_TASK DIRECTIONS_:
Nothing but the lines below between the line holding "repository 1e266fed82b30dea" and the line holding "that is not", inclusive, should appear in the answer, each set down exactly.
==========
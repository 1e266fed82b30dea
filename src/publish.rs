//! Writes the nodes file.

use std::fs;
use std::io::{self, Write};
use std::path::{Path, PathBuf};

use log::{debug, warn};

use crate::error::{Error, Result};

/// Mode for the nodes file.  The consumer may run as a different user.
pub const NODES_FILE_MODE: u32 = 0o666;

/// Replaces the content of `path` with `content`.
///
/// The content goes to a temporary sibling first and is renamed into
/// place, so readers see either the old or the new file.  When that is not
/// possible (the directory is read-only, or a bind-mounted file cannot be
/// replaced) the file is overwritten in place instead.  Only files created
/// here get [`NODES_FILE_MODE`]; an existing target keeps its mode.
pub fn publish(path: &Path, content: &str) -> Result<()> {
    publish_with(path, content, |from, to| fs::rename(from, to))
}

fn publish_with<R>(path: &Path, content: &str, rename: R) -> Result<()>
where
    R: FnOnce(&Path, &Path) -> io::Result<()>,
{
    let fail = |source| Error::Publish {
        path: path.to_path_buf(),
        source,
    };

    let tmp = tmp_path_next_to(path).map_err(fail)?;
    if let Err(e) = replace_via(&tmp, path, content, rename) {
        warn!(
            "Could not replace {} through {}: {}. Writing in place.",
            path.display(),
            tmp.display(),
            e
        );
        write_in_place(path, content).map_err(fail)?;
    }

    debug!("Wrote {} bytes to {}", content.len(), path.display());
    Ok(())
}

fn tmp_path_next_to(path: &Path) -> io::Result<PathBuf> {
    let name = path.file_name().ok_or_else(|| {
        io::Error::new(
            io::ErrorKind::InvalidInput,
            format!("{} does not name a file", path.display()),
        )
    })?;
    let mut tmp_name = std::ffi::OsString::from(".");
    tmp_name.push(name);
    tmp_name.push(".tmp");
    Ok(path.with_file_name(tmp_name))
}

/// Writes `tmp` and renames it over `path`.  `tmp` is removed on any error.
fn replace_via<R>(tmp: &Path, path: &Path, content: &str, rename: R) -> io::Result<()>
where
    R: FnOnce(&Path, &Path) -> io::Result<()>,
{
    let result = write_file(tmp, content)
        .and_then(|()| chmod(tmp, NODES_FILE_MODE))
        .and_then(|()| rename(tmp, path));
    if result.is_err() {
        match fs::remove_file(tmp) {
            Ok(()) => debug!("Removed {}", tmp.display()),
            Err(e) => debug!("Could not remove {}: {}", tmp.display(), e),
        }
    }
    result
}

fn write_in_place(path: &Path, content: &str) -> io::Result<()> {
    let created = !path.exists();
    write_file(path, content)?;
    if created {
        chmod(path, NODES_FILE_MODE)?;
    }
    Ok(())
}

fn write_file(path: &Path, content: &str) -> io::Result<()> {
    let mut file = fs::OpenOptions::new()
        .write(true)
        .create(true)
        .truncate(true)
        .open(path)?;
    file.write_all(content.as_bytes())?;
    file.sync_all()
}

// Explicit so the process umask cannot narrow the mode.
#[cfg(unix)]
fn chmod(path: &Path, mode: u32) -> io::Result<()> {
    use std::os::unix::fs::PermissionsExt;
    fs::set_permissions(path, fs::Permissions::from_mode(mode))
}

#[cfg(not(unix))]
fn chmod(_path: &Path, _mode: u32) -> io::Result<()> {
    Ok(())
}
==========
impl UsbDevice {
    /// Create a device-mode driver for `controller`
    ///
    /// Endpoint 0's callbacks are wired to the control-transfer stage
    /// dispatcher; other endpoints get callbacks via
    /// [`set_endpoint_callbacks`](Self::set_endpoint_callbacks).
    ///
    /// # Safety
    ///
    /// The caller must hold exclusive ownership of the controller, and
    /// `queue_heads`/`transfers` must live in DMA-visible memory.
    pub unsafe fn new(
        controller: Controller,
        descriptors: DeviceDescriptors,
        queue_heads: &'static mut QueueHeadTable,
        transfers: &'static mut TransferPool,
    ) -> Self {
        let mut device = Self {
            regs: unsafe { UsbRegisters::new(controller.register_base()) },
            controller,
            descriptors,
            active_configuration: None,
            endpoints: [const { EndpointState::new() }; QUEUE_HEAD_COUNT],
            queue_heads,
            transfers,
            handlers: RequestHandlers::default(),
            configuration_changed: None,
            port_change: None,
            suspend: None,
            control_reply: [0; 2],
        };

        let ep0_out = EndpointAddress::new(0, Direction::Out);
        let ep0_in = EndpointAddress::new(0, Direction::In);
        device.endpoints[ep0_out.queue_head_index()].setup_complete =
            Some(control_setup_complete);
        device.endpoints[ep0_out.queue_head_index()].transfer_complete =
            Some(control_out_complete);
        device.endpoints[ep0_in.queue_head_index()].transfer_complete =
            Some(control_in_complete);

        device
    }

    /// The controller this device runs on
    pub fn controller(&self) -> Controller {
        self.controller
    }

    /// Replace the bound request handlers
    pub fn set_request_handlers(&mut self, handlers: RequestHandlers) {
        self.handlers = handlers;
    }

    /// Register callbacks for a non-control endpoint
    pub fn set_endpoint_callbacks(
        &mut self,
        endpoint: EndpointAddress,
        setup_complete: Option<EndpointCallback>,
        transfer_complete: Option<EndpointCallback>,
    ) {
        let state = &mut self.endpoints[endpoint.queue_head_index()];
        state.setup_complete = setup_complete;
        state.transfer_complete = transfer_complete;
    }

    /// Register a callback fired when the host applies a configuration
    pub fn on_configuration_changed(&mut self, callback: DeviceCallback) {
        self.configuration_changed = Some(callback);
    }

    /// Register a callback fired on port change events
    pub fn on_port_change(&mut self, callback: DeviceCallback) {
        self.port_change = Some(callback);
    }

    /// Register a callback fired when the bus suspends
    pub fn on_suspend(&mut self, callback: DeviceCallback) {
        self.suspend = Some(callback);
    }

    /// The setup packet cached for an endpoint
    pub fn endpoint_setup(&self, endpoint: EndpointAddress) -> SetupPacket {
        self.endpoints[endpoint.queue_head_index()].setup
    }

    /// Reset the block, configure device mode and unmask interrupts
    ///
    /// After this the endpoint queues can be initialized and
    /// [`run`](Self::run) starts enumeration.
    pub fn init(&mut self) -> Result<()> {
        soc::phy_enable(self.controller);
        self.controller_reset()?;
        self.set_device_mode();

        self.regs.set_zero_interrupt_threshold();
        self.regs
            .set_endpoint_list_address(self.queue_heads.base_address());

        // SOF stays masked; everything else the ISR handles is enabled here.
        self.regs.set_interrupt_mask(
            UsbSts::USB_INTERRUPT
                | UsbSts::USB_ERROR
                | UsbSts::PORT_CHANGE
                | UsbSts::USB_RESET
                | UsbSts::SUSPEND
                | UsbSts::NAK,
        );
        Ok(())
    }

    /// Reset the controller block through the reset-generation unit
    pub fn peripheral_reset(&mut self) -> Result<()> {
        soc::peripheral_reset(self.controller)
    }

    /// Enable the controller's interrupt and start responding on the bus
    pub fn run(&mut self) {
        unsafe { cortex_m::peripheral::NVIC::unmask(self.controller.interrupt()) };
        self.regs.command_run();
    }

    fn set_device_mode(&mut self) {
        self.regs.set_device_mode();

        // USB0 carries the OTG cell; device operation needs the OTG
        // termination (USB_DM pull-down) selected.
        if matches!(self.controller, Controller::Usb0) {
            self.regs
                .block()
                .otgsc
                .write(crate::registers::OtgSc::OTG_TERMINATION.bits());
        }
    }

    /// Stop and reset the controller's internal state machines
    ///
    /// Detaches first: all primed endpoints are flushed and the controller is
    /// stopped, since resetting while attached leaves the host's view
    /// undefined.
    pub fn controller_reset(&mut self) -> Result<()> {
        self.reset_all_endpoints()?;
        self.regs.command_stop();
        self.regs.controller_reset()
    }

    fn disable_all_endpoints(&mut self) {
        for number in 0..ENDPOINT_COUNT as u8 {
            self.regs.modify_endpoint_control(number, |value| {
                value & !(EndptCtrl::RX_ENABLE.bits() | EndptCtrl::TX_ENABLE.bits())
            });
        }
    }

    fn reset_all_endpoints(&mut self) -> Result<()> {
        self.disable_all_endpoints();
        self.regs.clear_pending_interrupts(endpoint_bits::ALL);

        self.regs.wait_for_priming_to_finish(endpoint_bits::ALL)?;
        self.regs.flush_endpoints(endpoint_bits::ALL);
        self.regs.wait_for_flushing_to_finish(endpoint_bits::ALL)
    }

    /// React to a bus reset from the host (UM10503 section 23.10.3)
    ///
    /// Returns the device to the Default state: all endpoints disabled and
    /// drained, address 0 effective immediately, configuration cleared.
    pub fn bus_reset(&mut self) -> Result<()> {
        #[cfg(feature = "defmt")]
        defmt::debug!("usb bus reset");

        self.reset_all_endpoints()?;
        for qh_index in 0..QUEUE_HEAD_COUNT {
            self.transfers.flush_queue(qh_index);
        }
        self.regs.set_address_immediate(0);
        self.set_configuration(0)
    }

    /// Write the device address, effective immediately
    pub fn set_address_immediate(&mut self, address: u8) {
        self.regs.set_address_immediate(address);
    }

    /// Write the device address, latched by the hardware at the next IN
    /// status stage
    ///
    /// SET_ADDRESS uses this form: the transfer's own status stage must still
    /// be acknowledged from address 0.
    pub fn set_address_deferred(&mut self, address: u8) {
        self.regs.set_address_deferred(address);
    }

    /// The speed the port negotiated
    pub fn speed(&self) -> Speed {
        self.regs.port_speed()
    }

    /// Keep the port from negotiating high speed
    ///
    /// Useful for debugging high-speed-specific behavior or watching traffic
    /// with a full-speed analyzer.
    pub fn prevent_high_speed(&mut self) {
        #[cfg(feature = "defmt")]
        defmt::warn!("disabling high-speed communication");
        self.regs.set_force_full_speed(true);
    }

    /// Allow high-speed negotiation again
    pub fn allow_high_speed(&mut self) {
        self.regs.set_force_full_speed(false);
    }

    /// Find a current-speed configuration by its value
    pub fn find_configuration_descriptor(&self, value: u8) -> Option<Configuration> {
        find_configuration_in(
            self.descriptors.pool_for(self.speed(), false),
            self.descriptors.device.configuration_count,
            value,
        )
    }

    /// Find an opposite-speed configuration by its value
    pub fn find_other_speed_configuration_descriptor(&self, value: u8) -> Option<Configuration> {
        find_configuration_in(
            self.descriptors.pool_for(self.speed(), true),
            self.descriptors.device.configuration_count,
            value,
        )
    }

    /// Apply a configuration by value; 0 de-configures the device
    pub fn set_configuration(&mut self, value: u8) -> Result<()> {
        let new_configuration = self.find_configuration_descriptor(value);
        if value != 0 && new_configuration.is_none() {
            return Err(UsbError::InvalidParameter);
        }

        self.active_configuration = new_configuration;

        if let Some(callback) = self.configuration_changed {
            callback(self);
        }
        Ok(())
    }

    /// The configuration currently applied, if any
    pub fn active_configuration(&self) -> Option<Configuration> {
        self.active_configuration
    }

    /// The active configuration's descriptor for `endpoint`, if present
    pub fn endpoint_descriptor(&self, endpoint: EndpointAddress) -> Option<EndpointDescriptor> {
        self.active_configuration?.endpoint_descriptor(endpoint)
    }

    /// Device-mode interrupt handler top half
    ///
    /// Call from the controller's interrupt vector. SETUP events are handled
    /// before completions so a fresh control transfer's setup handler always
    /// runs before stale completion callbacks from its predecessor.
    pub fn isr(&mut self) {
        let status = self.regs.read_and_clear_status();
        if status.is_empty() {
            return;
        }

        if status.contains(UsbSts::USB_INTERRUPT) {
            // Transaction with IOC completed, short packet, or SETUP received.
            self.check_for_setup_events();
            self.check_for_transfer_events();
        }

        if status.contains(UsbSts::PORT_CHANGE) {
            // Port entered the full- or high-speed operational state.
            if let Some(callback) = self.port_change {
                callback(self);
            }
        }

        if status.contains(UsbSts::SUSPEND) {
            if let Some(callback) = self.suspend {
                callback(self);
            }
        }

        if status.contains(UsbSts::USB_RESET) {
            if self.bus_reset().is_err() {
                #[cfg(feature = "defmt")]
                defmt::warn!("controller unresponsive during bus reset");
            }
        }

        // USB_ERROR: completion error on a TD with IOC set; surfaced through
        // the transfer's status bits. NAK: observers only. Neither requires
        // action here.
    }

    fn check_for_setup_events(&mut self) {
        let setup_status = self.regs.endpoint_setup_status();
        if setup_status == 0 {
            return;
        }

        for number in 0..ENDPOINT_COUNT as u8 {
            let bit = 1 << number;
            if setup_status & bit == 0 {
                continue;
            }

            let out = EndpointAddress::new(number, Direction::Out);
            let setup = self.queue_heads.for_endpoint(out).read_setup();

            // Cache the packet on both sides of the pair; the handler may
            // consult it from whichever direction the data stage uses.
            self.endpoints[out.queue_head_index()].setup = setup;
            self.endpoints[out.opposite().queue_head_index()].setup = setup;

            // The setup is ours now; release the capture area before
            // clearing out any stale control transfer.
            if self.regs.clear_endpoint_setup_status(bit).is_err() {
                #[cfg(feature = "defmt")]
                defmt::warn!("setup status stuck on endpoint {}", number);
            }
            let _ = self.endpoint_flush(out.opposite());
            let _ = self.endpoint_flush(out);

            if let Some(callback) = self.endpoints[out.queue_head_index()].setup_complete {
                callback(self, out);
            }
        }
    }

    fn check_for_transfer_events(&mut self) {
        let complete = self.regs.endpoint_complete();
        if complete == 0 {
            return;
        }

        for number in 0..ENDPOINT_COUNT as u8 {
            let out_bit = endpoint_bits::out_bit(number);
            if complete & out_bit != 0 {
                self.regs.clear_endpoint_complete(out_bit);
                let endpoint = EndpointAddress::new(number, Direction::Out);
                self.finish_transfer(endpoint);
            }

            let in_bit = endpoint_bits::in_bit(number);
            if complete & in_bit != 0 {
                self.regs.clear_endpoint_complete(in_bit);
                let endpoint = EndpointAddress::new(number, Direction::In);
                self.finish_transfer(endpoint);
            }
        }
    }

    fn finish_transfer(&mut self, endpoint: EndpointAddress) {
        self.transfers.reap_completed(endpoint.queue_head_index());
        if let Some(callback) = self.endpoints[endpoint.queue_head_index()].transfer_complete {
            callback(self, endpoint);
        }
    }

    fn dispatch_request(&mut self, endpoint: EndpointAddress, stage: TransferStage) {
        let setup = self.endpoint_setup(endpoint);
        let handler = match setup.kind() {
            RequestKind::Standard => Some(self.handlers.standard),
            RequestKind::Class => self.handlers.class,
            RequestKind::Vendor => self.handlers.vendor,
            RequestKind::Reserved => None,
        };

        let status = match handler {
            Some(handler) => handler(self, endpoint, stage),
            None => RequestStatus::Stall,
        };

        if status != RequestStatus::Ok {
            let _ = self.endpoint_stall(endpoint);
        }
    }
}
==========
_PROBLEM SOLUTION_:
repository 1e266fed82b30dea
filename src/publish.rs
//! Writes the nodes file.

use std::fs;
use std::io::{self, Write};
use std::path::{Path, PathBuf};

use log::{debug, warn};

use crate::error::{Error, Result};

/// Mode for the nodes file.  The consumer may run as a different user.
pub const NODES_FILE_MODE: u32 = 0o666;

/// Replaces the content of `path` with `content`.
///
/// The content goes to a temporary sibling first and is renamed into
/// place, so readers see either the old or the new file.  When that is not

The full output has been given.